== Segment start ==
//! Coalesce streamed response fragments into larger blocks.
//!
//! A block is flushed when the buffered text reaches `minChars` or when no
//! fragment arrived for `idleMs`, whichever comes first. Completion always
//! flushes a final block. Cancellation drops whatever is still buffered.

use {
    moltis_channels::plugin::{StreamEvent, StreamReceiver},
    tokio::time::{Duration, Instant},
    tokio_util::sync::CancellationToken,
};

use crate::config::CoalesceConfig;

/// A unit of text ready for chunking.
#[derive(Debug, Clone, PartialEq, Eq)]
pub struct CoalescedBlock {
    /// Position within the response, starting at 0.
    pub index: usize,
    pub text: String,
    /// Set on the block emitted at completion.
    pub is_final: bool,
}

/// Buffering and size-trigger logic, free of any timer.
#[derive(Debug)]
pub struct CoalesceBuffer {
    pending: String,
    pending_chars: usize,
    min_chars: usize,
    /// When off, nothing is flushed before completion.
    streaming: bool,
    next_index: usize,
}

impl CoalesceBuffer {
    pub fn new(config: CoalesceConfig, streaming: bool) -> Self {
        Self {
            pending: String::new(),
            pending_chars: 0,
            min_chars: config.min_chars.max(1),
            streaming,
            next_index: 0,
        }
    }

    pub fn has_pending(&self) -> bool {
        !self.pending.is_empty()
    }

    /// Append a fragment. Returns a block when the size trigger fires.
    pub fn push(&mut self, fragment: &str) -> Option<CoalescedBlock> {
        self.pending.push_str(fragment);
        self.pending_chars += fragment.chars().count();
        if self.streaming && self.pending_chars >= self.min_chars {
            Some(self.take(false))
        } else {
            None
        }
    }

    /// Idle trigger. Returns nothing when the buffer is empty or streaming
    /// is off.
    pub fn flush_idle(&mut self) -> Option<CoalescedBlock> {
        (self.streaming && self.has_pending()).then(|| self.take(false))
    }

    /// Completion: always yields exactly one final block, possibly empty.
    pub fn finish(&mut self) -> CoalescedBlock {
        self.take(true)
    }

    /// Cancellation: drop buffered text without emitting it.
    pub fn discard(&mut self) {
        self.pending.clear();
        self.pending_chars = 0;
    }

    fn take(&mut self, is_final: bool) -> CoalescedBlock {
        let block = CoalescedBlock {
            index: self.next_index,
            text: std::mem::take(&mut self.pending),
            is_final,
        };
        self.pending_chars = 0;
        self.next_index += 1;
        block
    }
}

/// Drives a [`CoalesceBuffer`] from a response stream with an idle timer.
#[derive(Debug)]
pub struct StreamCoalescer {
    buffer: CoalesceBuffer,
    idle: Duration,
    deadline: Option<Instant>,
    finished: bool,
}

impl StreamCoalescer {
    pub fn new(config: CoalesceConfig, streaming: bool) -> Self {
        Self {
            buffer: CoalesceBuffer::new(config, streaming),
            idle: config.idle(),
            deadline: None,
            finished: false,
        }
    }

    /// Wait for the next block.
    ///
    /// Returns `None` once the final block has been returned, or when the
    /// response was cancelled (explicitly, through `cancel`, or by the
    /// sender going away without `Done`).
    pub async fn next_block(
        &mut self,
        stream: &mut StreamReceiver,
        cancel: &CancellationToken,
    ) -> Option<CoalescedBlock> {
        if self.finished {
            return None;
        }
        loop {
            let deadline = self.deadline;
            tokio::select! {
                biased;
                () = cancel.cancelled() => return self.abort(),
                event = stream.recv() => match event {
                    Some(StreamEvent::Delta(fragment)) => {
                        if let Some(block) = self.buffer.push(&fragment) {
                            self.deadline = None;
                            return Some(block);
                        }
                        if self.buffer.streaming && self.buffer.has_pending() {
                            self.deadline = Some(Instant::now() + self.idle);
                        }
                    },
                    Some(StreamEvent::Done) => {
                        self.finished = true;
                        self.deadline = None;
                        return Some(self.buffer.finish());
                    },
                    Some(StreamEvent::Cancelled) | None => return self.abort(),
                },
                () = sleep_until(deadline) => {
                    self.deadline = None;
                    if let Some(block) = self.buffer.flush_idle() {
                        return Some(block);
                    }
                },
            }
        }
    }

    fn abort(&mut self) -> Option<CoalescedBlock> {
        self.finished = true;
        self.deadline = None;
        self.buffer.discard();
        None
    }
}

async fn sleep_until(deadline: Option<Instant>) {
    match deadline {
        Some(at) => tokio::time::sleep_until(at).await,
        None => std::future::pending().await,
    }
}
== Segment end ==
» WORK INSTRUCTIONS
Among the lines of the material, find those that hold the word "await" and copy them.

» WRITTEN SOLUTION
        Some(at) => tokio::time::sleep_until(at).await,
        None => std::future::pending().await,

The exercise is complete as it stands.